O mais comum é o imóvel deixar de ser rural e passar a ser urbano. É aquela história do posto de gasolina. O Incra dificilmente daria autorização para instalação de um posto. Por quê? Não atende a questão do módulo rural, fração mínima de parcelamento. Menor que isso é impossível dar subsistência a uma família. Um posto fica muito longe do módulo rural. Mil metros, em tese, já dariam para instalar. Em mil metros não se produz nada.

O procedimento é simples. Em primeiro lugar, se tiver uma lei estabelecendo o zoneamento urbano, isso é suficiente para pedir o cadastramento na prefeitura e pedir baixa no Incra. No Rio Grande do Sul, para fazer a baixa, o Incra pede que antes seja feita averbação na matrícula. Em São Paulo e em outros Estados isso não ocorre. Chega-se com a documentação da prefeitura e o Incra autoriza.

O retorno ao imóvel rural é um pouco mais complicado, embora a dinâmica seja a mesma. Chega-se na prefeitura, reconhece-se a utilização rural – em geral, de pequenas hortas. A seguir se vai ao Incra.

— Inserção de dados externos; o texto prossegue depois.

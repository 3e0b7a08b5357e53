use super::{FundingEvent, FundingInner, PendingTopUp};
use crate::{
    constants::{FUNDING_GAS_BUFFER, PENDING_TOPUP_TTL},
    error::{FailureBucket, RelayError},
};
use alloy::primitives::{B256, U256};
use chrono::Utc;
use futures_util::FutureExt;
use serde::Serialize;
use std::{sync::Arc, time::Instant};
use tracing::{debug, info, instrument, warn};

/// A request to top up the relayer.
#[derive(Debug, Clone, PartialEq, Eq)]
pub struct TopUpRequest {
    /// Why the top-up is requested. Only used for logging.
    pub reason: String,
    /// Hand the request to the funding worker instead of waiting for it.
    pub fire_and_forget: bool,
}

impl TopUpRequest {
    /// A top-up the caller waits for.
    pub fn sync(reason: impl Into<String>) -> Self {
        Self { reason: reason.into(), fire_and_forget: false }
    }

    /// A top-up handed to the funding worker.
    pub fn background(reason: impl Into<String>) -> Self {
        Self { reason: reason.into(), fire_and_forget: true }
    }
}

/// Why a top-up was not attempted.
#[derive(
    Debug, Clone, Copy, PartialEq, Eq, Serialize, strum::Display, strum::IntoStaticStr,
)]
#[serde(rename_all = "snake_case")]
#[strum(serialize_all = "snake_case")]
pub enum TopUpSkipReason {
    /// Top-ups are disabled for the chain.
    Disabled,
    /// No funding wallet is configured for the chain.
    FundingWalletMissing,
    /// The relayer already holds its target balance.
    AboveTarget,
    /// The hourly count or amount cap is exhausted.
    HourlyCapReached,
    /// The daily budget is exhausted.
    DailyCapReached,
}

/// Outcome of a top-up.
#[derive(Debug, Clone, PartialEq, Eq)]
pub enum TopUpOutcome {
    /// The relayer was topped up.
    ToppedUp {
        /// Hash of the transfer.
        tx_hash: B256,
        /// Amount transferred.
        amount: U256,
    },
    /// The transfer was broadcast and counted against the caps, but is not included yet.
    Pending {
        /// Hash of the transfer.
        tx_hash: B256,
        /// Amount transferred.
        amount: U256,
    },
    /// No transfer was attempted.
    Skipped(TopUpSkipReason),
    /// The funding wallet cannot cover the transfer.
    FundingWalletInsufficient {
        /// Amount plus gas buffer the transfer needs.
        required: U256,
        /// Balance of the funding wallet.
        available: U256,
    },
    /// The transfer failed.
    Failed(RelayError),
    /// The request was handed to the funding worker.
    Queued,
}

impl TopUpOutcome {
    /// Whether the relayer was topped up.
    pub const fn is_topped_up(&self) -> bool {
        matches!(self, Self::ToppedUp { .. })
    }

    /// Whether a transfer was needed and did not happen for reasons other than caps.
    pub const fn is_failure(&self) -> bool {
        matches!(self, Self::FundingWalletInsufficient { .. } | Self::Failed(_))
    }

    /// Hash of the top-up transfer, included or pending.
    pub const fn tx_hash(&self) -> Option<B256> {
        match self {
            Self::ToppedUp { tx_hash, .. } | Self::Pending { tx_hash, .. } => Some(*tx_hash),
            _ => None,
        }
    }

    /// A short code describing the outcome.
    pub fn reason_code(&self) -> &'static str {
        match self {
            Self::ToppedUp { .. } => "topped_up",
            Self::Pending { .. } => "pending",
            Self::Skipped(reason) => reason.into(),
            Self::FundingWalletInsufficient { .. } => "funding_wallet_insufficient",
            Self::Failed(_) => "send_failed",
            Self::Queued => "queued",
        }
    }

    /// The error of a failed top-up, as seen by the relayer.
    pub fn error(&self) -> Option<RelayError> {
        match self {
            Self::FundingWalletInsufficient { required, available } => {
                Some(RelayError::topup_failed(format!(
                    "funding wallet insufficient: required {required}, available {available}"
                )))
            }
            Self::Failed(err) => Some(RelayError::topup_failed(err)),
            _ => None,
        }
    }
}

impl FundingInner {
    /// Tops up the relayer, attaching to a top-up that is already in flight.
    ///
    /// The transfer runs in its own task, so callers that stop waiting do not cancel it.
    pub(super) async fn top_up(self: &Arc<Self>, reason: &str) -> TopUpOutcome {
        let inflight = {
            let mut slot = self.inflight_topup.lock();
            match slot.as_ref() {
                Some(inflight) => {
                    debug!(chain = %self.chain, reason, "Attaching to in-flight top-up");
                    inflight.clone()
                }
                None => {
                    let this = Arc::clone(self);
                    let reason = reason.to_string();
                    let task = tokio::spawn(async move {
                        let outcome = this.execute_top_up(&reason).await;
                        this.inflight_topup.lock().take();
                        outcome
                    });
                    let inflight = async move {
                        task.await.unwrap_or_else(|err| {
                            TopUpOutcome::Failed(RelayError::new(
                                FailureBucket::RelayerTopupFailed,
                                format!("top-up task failed: {err}"),
                            ))
                        })
                    }
                    .boxed()
                    .shared();
                    *slot = Some(inflight.clone());
                    inflight
                }
            }
        };

        inflight.await
    }

    #[instrument(skip(self), fields(chain = %self.chain, relayer = %self.relayer))]
    async fn execute_top_up(&self, reason: &str) -> TopUpOutcome {
        let outcome = self.try_top_up().await;
        self.metrics.record_topup(&outcome);

        match &outcome {
            TopUpOutcome::ToppedUp { tx_hash, amount } => {
                info!(%tx_hash, %amount, "Topped up relayer")
            }
            TopUpOutcome::Pending { tx_hash, amount } => {
                warn!(%tx_hash, %amount, "Relayer top-up is still pending")
            }
            TopUpOutcome::Skipped(skip) => debug!(%skip, "Skipped relayer top-up"),
            TopUpOutcome::FundingWalletInsufficient { required, available } => {
                warn!(%required, %available, "Funding wallet cannot cover relayer top-up")
            }
            TopUpOutcome::Failed(err) => warn!(bucket = %err.bucket, %err, "Relayer top-up failed"),
            TopUpOutcome::Queued => {}
        }

        if let Some(err) = outcome.error() {
            self.state.lock().last_error = Some(err.message);
        }

        outcome
    }

    async fn try_top_up(&self) -> TopUpOutcome {
        if !self.topup.enabled {
            return TopUpOutcome::Skipped(TopUpSkipReason::Disabled);
        }
        let Some(funder) = &self.funding_signer else {
            return TopUpOutcome::Skipped(TopUpSkipReason::FundingWalletMissing);
        };
        if let Some(PendingTopUp { tx_hash, amount, .. }) = self.pending_topup().await {
            return TopUpOutcome::Pending { tx_hash, amount };
        }

        let balance = match self.client.get_balance(self.relayer).await {
            Ok(balance) => balance,
            Err(err) => return TopUpOutcome::Failed(err.into()),
        };
        let target = self.balances.target_balance;
        if balance >= target {
            return TopUpOutcome::Skipped(TopUpSkipReason::AboveTarget);
        }

        let allowance = match self.limits.lock().topup_allowance(Utc::now(), &self.topup) {
            Ok(allowance) => allowance,
            Err(skip) => return TopUpOutcome::Skipped(skip),
        };
        let amount = (target - balance).min(allowance);

        let available = match self.client.get_balance(funder.address()).await {
            Ok(balance) => balance,
            Err(err) => return TopUpOutcome::Failed(err.into()),
        };
        let required = amount.saturating_add(FUNDING_GAS_BUFFER);
        if available < required {
            return TopUpOutcome::FundingWalletInsufficient { required, available };
        }

        let tx_hash = match self.broadcast(funder, self.relayer, amount).await {
            Ok(tx_hash) => tx_hash,
            Err(err) => return TopUpOutcome::Failed(err),
        };

        // counted as soon as it is broadcast, the transfer can still land without us seeing it
        let now = Utc::now();
        self.limits.lock().record_topup(FundingEvent::topup(now, amount, tx_hash));
        {
            let mut state = self.state.lock();
            state.last_topup_at = Some(now);
            state.last_topup_tx = Some(tx_hash);
            state.pending = Some(PendingTopUp { tx_hash, amount, sent_at: Instant::now() });
        }

        match self.confirm(tx_hash).await {
            Ok(true) => {
                let mut state = self.state.lock();
                state.pending = None;
                state.last_error = None;
                TopUpOutcome::ToppedUp { tx_hash, amount }
            }
            Ok(false) => TopUpOutcome::Pending { tx_hash, amount },
            Err(err) => {
                self.state.lock().pending = None;
                TopUpOutcome::Failed(err)
            }
        }
    }

    /// The last broadcast top-up, if it is still waiting for inclusion.
    async fn pending_topup(&self) -> Option<PendingTopUp> {
        let pending = self.state.lock().pending?;
        if pending.sent_at.elapsed() >= PENDING_TOPUP_TTL {
            warn!(tx_hash = %pending.tx_hash, "Dropping relayer top-up that never got a receipt");
            self.state.lock().pending = None;
            return None;
        }

        match self.client.get_transaction_receipt(pending.tx_hash).await {
            Ok(Some(_)) => {
                self.state.lock().pending = None;
                None
            }
            Ok(None) => Some(pending),
            Err(err) => {
                warn!(tx_hash = %pending.tx_hash, %err, "Failed to check pending relayer top-up");
                Some(pending)
            }
        }
    }
}
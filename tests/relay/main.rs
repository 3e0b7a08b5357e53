//! Execution relay integration tests
#![allow(missing_docs)]

mod cases;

Qual a importância disso? Tributo. ITR e IPTU. Até três anos atrás, no cartório, havia um imóvel urbano dentro da cidade, a 600 metros do marco zero da cidade, que era rural. Dois meses atrás a pessoa que transformou o imóvel rural em urbano pensando em lotear desistiu. A expectativa do mercado não é boa e, para pagar menos imposto, quer o regresso ao imóvel rural. Então, é possível essa transformação sim.

Cadastro de pessoas estrangeiras

O embasamento legal é o art. 10 da Lei nº 5.709/1971. A lei dispõe que tem que haver um livro auxiliar de registro de estrangeiros do qual constará: a) documento de identidade das partes contratantes e atos de constituição se pessoa jurídica;

b) memorial descritivo do imóvel, com área, características, limites e confrontações; e, c) transcrição do órgão competente, quando for o caso.

Basicamente, esse livro é uma duplicação da matrícula. A única diferença é a inclusão do item c). A autorização, se houver, e o resto é tudo igual.

Tudo? Nem tanto. No Livro 2 eu faço remissão de que aquele registro, por envolver estrangeiro, foi objeto de registro no Livro de Estrangeiros. E vice-versa. No Livro de Estrangeiros eu anoto que aquele imóvel já tem registro no Livro 2, sob a matrícula tal. Vendido o imóvel, averba-se no Livro de Estrangeiros que foi vendido por um brasileiro. E se for vendido para outro estrangeiro? A lei não fala nada. Eu já tive esse caso e entendi que era simples averbação. O imóvel é o mesmo, passou de um português para outro português. Então, não tem problema nenhum.

Conclusão

O papel do Registro de Imóveis na tutela da propriedade imobiliária rural: uma visão à luz do princípio fundamental da dignidade da pessoa humana.

Então, a proposta que eu tenho é essa. Uma visão diferente do Registro de Imóveis. Aquele escopo da Comissão do Pensamento Registral. Podemos ser melhores? Podemos. E essa é minha mensagem final.